# YOUR TASK:
Pull every line with "MemoryKind" from the data below and copy it.

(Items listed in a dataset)

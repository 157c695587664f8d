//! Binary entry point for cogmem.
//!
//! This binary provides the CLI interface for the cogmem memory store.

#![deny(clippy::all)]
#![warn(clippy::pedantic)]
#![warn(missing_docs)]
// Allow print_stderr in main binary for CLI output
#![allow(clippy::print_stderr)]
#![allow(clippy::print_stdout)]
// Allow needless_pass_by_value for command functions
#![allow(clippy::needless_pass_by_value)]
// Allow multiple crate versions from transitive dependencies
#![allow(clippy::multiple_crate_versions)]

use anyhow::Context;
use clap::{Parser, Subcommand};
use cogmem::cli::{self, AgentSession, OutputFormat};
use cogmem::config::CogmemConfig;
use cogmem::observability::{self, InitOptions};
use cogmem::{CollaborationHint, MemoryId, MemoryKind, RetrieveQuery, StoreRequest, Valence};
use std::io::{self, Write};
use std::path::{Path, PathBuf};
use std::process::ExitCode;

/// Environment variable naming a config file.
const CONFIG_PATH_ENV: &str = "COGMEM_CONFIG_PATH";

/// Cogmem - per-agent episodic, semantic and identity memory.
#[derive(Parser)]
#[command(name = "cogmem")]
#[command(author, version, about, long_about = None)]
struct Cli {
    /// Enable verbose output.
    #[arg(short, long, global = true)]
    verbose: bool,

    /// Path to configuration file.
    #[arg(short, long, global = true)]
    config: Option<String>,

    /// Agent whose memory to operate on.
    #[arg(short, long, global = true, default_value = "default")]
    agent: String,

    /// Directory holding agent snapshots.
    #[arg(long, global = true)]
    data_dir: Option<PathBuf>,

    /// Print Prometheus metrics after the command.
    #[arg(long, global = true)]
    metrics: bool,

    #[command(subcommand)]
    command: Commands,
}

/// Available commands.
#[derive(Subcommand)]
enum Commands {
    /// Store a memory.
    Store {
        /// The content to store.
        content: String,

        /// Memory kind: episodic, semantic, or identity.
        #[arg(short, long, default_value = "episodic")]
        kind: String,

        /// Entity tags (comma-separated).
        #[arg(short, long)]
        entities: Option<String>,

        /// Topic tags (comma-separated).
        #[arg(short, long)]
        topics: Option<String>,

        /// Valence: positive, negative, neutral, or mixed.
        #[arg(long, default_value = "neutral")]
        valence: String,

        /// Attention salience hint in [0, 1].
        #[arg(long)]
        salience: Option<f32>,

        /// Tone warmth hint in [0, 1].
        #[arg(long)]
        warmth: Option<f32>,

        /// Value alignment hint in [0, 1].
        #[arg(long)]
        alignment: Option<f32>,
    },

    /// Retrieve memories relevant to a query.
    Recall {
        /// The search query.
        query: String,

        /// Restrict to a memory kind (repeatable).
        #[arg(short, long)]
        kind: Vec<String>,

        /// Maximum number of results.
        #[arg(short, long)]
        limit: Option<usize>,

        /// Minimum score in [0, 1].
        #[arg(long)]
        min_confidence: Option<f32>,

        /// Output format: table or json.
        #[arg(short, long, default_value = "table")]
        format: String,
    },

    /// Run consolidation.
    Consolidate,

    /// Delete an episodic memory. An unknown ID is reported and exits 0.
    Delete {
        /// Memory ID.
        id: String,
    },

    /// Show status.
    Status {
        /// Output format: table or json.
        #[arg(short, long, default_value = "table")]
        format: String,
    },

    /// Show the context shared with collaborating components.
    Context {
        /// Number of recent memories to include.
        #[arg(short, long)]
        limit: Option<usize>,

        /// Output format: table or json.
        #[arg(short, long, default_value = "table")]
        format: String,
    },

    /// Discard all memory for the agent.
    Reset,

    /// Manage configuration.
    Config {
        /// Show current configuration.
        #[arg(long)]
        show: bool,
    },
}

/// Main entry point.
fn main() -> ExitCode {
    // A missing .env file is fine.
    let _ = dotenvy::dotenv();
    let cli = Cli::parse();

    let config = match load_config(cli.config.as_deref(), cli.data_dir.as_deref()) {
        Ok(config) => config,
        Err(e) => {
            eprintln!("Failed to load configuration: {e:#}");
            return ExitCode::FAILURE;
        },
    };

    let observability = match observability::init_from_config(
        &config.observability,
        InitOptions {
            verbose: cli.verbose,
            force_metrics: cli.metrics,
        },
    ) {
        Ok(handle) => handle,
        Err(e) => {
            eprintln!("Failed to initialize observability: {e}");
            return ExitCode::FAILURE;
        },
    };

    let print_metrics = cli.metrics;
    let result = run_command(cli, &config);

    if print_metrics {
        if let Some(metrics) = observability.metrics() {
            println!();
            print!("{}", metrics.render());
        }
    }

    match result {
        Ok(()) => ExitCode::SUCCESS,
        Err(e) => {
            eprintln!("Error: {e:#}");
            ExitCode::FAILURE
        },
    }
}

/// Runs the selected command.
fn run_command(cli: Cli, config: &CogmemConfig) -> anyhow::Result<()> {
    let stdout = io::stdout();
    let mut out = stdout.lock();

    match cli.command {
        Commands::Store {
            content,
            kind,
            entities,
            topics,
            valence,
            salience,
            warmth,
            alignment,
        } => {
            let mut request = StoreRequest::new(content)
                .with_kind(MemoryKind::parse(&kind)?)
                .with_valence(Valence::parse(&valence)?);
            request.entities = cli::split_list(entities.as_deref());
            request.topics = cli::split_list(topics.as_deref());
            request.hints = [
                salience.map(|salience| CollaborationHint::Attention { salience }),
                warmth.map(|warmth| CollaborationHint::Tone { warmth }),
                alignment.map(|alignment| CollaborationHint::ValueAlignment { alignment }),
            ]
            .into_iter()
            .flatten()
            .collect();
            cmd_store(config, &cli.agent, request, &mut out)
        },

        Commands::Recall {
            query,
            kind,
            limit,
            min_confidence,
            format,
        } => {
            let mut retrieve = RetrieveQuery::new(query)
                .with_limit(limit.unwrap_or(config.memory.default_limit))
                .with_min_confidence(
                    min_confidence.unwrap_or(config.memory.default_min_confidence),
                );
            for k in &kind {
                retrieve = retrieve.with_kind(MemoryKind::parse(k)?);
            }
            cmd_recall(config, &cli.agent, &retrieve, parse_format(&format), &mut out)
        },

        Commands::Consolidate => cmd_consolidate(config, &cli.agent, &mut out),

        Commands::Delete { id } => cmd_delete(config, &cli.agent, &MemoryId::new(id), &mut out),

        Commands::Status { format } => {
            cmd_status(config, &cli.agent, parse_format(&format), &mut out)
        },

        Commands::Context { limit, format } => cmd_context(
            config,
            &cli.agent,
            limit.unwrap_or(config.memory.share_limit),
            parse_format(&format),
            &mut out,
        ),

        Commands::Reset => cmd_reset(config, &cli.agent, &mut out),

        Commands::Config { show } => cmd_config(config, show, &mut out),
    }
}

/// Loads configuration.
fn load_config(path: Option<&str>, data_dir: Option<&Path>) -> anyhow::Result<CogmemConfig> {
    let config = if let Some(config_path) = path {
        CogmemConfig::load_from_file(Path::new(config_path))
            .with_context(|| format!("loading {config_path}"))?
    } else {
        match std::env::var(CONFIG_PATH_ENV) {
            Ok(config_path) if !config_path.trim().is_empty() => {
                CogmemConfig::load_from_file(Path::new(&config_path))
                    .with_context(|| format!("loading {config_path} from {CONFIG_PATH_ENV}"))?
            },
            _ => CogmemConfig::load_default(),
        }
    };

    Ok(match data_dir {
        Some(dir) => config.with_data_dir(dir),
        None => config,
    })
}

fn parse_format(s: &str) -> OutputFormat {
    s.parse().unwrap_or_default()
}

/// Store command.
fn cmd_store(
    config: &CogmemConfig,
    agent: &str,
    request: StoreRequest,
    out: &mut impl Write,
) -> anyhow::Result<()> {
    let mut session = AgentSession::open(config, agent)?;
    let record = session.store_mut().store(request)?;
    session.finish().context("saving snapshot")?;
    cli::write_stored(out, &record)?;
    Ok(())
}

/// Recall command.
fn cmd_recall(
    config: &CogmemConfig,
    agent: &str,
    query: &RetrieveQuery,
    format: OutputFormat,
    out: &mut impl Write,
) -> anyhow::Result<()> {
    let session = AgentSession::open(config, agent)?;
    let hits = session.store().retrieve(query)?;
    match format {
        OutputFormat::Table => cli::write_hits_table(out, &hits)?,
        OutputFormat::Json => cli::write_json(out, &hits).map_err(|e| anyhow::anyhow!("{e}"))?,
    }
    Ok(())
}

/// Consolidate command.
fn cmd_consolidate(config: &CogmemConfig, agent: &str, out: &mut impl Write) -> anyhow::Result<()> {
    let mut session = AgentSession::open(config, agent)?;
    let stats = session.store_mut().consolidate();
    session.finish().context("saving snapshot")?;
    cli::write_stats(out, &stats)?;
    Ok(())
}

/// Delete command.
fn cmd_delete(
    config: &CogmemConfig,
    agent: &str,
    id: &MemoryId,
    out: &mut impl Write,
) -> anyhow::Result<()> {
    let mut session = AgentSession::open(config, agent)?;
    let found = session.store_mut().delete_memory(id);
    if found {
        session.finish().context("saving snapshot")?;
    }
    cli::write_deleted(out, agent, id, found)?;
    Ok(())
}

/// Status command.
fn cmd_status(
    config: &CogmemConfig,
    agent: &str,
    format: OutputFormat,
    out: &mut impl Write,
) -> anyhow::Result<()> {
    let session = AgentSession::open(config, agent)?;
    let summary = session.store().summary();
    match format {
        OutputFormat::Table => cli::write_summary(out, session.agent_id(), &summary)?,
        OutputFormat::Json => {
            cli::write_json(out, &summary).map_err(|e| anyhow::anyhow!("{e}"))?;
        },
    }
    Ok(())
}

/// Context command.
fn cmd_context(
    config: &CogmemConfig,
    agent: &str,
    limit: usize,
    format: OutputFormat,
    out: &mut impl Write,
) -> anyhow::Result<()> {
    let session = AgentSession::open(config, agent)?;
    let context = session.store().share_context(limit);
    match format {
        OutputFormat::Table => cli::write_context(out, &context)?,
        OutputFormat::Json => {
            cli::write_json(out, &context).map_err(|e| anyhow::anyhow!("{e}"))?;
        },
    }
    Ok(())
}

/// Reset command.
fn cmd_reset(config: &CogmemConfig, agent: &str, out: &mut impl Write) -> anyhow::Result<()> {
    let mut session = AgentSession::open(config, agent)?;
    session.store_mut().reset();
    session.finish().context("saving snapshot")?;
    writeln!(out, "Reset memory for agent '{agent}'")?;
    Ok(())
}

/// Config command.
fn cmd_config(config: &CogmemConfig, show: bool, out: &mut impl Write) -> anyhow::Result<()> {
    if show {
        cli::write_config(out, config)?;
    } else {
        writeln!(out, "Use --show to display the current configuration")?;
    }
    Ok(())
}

# TASK RESULT:
use cogmem::{CollaborationHint, MemoryId, MemoryKind, RetrieveQuery, StoreRequest, Valence};
                .with_kind(MemoryKind::parse(&kind)?)
                retrieve = retrieve.with_kind(MemoryKind::parse(k)?);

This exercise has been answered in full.